== What the task asks ==
Below are records; state how many of their lines hold the word "traversal", and give only the figure.

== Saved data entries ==
^^^^
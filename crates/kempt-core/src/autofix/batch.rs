//! Fix-all: every violation of one rule in one document, as one update
//!
//! All violations are resolved and synthesized against the same tree version
//! before anything is committed. The replacements are then committed
//! together by one of two strategies:
//!
//! - **tree**: every replacement is a substitution; the substitutions go into
//!   one [`TreeRewriter`] and the tree is rebuilt in a single traversal.
//! - **text**: at least one replacement is a splice; substitutions are
//!   lowered to splices over their range, and all splices are applied to the
//!   original text in one pass.
//!
//! Either way an overlap rejects the whole batch.

use std::collections::HashSet;

use rowan::NodeOrToken;
use tracing::{debug, warn};

use super::edits::{Replacement, TreeEdit, apply_edits, normalize};
use crate::diagnostics::Violation;
use crate::document::SourceDocument;
use crate::error::KemptError;
use crate::fixes::{FixContext, FixProvider, SynthesisDecline};
use crate::resolver::resolve;
use crate::result::Result;
use crate::settings::StyleSettings;
use crate::syntax::green::green_text;
use crate::syntax::{SyntaxNode, TreeRewriter};

/// What a fix-all batch did
#[derive(Debug, Clone, PartialEq, Eq)]
pub struct FixAllReport {
    /// The successor document, or the original when nothing applied
    pub document: SourceDocument,
    /// Violations whose replacement was committed
    pub applied: usize,
    /// Violations left unfixed by their synthesizer
    pub declined: Vec<(Violation, SynthesisDecline)>,
    /// Violations whose span did not resolve
    pub unresolved: Vec<Violation>,
}

impl FixAllReport {
    fn unchanged(document: &SourceDocument) -> Self {
        Self {
            document: document.clone(),
            applied: 0,
            declined: Vec::new(),
            unresolved: Vec::new(),
        }
    }
}

/// Fix every violation of one rule in `document` as one atomic update
///
/// All violations must share a rule id ([`KemptError::MixedRules`]
/// otherwise). Unresolvable and declined violations are skipped and listed
/// in the report. Overlapping edits fail the batch with
/// [`KemptError::ConflictingEdits`]; the input document is left as it was.
pub fn fix_all(
    document: &SourceDocument,
    violations: &[Violation],
    settings: &StyleSettings,
) -> Result<FixAllReport> {
    let Some(first) = violations.first() else {
        return Ok(FixAllReport::unchanged(document));
    };
    let rule_id = first.rule_id.as_str();
    if let Some(other) = violations.iter().find(|v| v.rule_id != rule_id) {
        return Err(KemptError::mixed_rules(rule_id, other.rule_id.clone()));
    }

    let mut report = FixAllReport::unchanged(document);
    let Some(provider) = FixProvider::from_rule_id(rule_id) else {
        report.declined = violations
            .iter()
            .map(|v| (v.clone(), SynthesisDecline::new(rule_id, "rule has no fix provider")))
            .collect();
        return Ok(report);
    };

    let root = document.syntax();
    let mut replacements = Vec::with_capacity(violations.len());
    for violation in violations {
        let anchor = match resolve(&root, violation.span) {
            Ok(anchor) => anchor,
            Err(err) => {
                warn!("Skipping violation of '{}': {}", rule_id, err);
                report.unresolved.push(violation.clone());
                continue;
            }
        };
        let context = FixContext {
            document,
            root: &root,
            violation,
            anchor: &anchor,
            settings,
        };
        match provider.synthesize(&context) {
            Ok(replacement) if replacement.is_empty() => {
                report.declined.push((violation.clone(), context.decline("fix has no edits")));
            }
            Ok(replacement) => replacements.push(replacement),
            Err(decline) => {
                debug!("{}", decline);
                report.declined.push((violation.clone(), decline));
            }
        }
    }

    debug!(
        rule_id,
        violations = violations.len(),
        replacements = replacements.len(),
        "Synthesized fix-all batch"
    );
    if replacements.is_empty() {
        return Ok(report);
    }

    let applied = replacements.len();
    let text = commit(rule_id, document.text(), &root, replacements).inspect_err(|err| {
        warn!("Rejected fix-all batch of {} edits: {}", applied, err);
    })?;
    report.document = document.with_text(text, rule_id)?;
    report.applied = applied;
    Ok(report)
}

/// Commit replacements synthesized against `root` and return the new text
pub(crate) fn commit(
    rule_id: &str,
    text: &str,
    root: &SyntaxNode,
    replacements: Vec<Replacement>,
) -> Result<String> {
    if replacements.iter().all(Replacement::is_tree) {
        let edits = replacements
            .into_iter()
            .flat_map(|replacement| match replacement {
                Replacement::Tree(edits) => edits,
                Replacement::Text(_) => Vec::new(),
            })
            .collect();
        return rewrite_tree(rule_id, root, edits);
    }

    let edits = replacements
        .into_iter()
        .flat_map(Replacement::into_text_edits)
        .collect();
    let edits = normalize(rule_id, edits)?;
    debug!(rule_id, edits = edits.len(), "Applying text splices");
    apply_edits(text, &edits)
}

/// Apply substitutions in one traversal, rejecting overlapping targets
///
/// A target nested in another target is an overlap too, including a
/// zero-width one sitting on its ancestor's boundary.
fn rewrite_tree(rule_id: &str, root: &SyntaxNode, mut edits: Vec<TreeEdit>) -> Result<String> {
    edits.sort_by_key(|edit| {
        let range = edit.target.text_range();
        (range.start(), range.end())
    });

    let targets: HashSet<&SyntaxNode> = edits.iter().filter_map(|edit| edit.target.as_node()).collect();
    for edit in edits.iter().filter(|edit| edit.target.text_range().is_empty()) {
        let parent = match &edit.target {
            NodeOrToken::Node(node) => node.parent(),
            NodeOrToken::Token(token) => token.parent(),
        };
        if let Some(outer) = parent.into_iter().flat_map(|p| p.ancestors()).find(|a| targets.contains(&a)) {
            return Err(KemptError::conflicting_edits(
                rule_id,
                outer.text_range(),
                edit.target.text_range(),
            ));
        }
    }

    let mut rewriter = TreeRewriter::new();
    let mut previous: Option<&TreeEdit> = None;
    let mut furthest_end = root.text_range().start();
    for edit in &edits {
        let range = edit.target.text_range();
        if let Some(last) = previous {
            let last_range = last.target.text_range();
            if last.target == edit.target {
                if last.replacement == edit.replacement {
                    continue;
                }
                return Err(KemptError::conflicting_edits(rule_id, last_range, range));
            }
            if range.start() < furthest_end {
                return Err(KemptError::conflicting_edits(rule_id, last_range, range));
            }
        }
        rewriter.replace(edit.target.clone(), edit.replacement.clone());
        furthest_end = furthest_end.max(range.end());
        previous = Some(edit);
    }

    debug!(rule_id, substitutions = rewriter.len(), "Rewriting tree");
    Ok(green_text(&rewriter.rewrite(root)))
}

#[cfg(test)]
mod tests {
    use rowan::{NodeOrToken, TextRange};

    use super::*;
    use crate::autofix::TextEdit;
    use crate::rules::rule_ids;
    use crate::syntax::SyntaxKind;
    use crate::syntax::green::token;

    fn spans(source: &str, needle: &str) -> Vec<TextRange> {
        source
            .match_indices(needle)
            .map(|(start, _)| {
                let start = start as u32;
                TextRange::new(start.into(), (start + needle.len() as u32).into())
            })
            .collect()
    }

    fn violations(rule_id: &str, spans: Vec<TextRange>) -> Vec<Violation> {
        spans.into_iter().map(|span| Violation::new(rule_id, span)).collect()
    }

    #[test]
    fn test_empty_batch_returns_original() {
        let document = SourceDocument::new("a();\n");
        let report = fix_all(&document, &[], &StyleSettings::default()).unwrap();
        assert_eq!(report.document, document);
        assert_eq!(report.applied, 0);
    }

    #[test]
    fn test_text_batch_is_committed_once() {
        let source = "a();;\nb();;\n;\n";
        let document = SourceDocument::new(source);
        let mut spans = spans(source, ";");
        spans.retain(|span| {
            let start = usize::from(span.start());
            start > 0 && &source[start - 1..start] == ";" || source[..start].ends_with('\n')
        });
        let batch = violations(rule_ids::NO_EMPTY_STATEMENT, spans);
        let report = fix_all(&document, &batch, &StyleSettings::default()).unwrap();
        assert_eq!(report.document.text(), "a();\nb();\n");
        assert_eq!(report.applied, 3);
    }

    #[test]
    fn test_tree_batch_rewrites_unrelated_nodes() {
        let source = "x = (a);\ny = (b) + (c);\n";
        let document = SourceDocument::new(source);
        let batch = violations(rule_ids::REDUNDANT_PARENTHESES, spans(source, "("));
        let report = fix_all(&document, &batch, &StyleSettings::default()).unwrap();
        assert_eq!(report.document.text(), "x = a;\ny = b + c;\n");
    }

    #[test]
    fn test_declined_and_unresolved_are_reported() {
        let source = "x = (a + b) * (c);\n";
        let document = SourceDocument::new(source);
        let mut batch = violations(rule_ids::REDUNDANT_PARENTHESES, spans(source, "("));
        batch.push(Violation::new(rule_ids::REDUNDANT_PARENTHESES, TextRange::new(3.into(), 99.into())));
        let report = fix_all(&document, &batch, &StyleSettings::default()).unwrap();
        assert_eq!(report.document.text(), "x = (a + b) * c;\n");
        assert_eq!(report.applied, 1);
        assert_eq!(report.declined.len(), 1);
        assert_eq!(report.unresolved.len(), 1);
    }

    #[test]
    fn test_mixed_rules_are_rejected() {
        let document = SourceDocument::new("a;;\n");
        let batch = vec![
            Violation::new(rule_ids::NO_EMPTY_STATEMENT, TextRange::new(2.into(), 3.into())),
            Violation::new(rule_ids::SEMICOLON_SPACING, TextRange::new(2.into(), 3.into())),
        ];
        let err = fix_all(&document, &batch, &StyleSettings::default()).unwrap_err();
        assert!(matches!(err, KemptError::MixedRules { .. }));
    }

    #[test]
    fn test_overlapping_substitutions_conflict() {
        let document = SourceDocument::new("a = b;\n");
        let root = document.syntax();
        let statement = root.first_child().unwrap();
        let name = statement
            .descendants_with_tokens()
            .find(|e| e.kind() == SyntaxKind::Ident)
            .unwrap();
        let replacements = vec![
            Replacement::tree(NodeOrToken::Node(statement.clone()), vec![]),
            Replacement::tree(name, vec![token(SyntaxKind::Ident, "c")]),
        ];
        let err = commit("test", document.text(), &root, replacements).unwrap_err();
        assert!(matches!(err, KemptError::ConflictingEdits { .. }));
    }

    #[test]
    fn test_zero_width_target_inside_substituted_node_conflicts() {
        let document = SourceDocument::new("a = b;\n");
        let root = document.syntax();
        let eof = root
            .descendants_with_tokens()
            .find(|e| e.kind() == SyntaxKind::Eof)
            .unwrap();
        assert!(eof.text_range().is_empty());
        let replacements = vec![
            Replacement::tree(NodeOrToken::Node(root.clone()), vec![]),
            Replacement::tree(eof, vec![token(SyntaxKind::Eof, "")]),
        ];
        let err = commit("test", document.text(), &root, replacements).unwrap_err();
        assert!(matches!(err, KemptError::ConflictingEdits { .. }));
    }

    #[test]
    fn test_duplicate_substitutions_merge() {
        let document = SourceDocument::new("a = b;\n");
        let root = document.syntax();
        let name = root
            .descendants_with_tokens()
            .find(|e| e.kind() == SyntaxKind::Ident)
            .unwrap();
        let replacement = Replacement::tree(name, vec![token(SyntaxKind::Ident, "c")]);
        let text = commit("test", document.text(), &root, vec![replacement.clone(), replacement]).unwrap();
        assert_eq!(text, "c = b;\n");
    }

    #[test]
    fn test_mixed_strategies_lower_to_text() {
        let document = SourceDocument::new("a = b;\n");
        let root = document.syntax();
        let name = root
            .descendants_with_tokens()
            .find(|e| e.kind() == SyntaxKind::Ident)
            .unwrap();
        let replacements = vec![
            Replacement::tree(name, vec![token(SyntaxKind::Ident, "long_name")]),
            Replacement::text(TextEdit::replace(TextRange::new(4.into(), 5.into()), "x")),
        ];
        let text = commit("test", document.text(), &root, replacements).unwrap();
        assert_eq!(text, "long_name = x;\n");
    }
}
^^^^
== Exercise response ==
2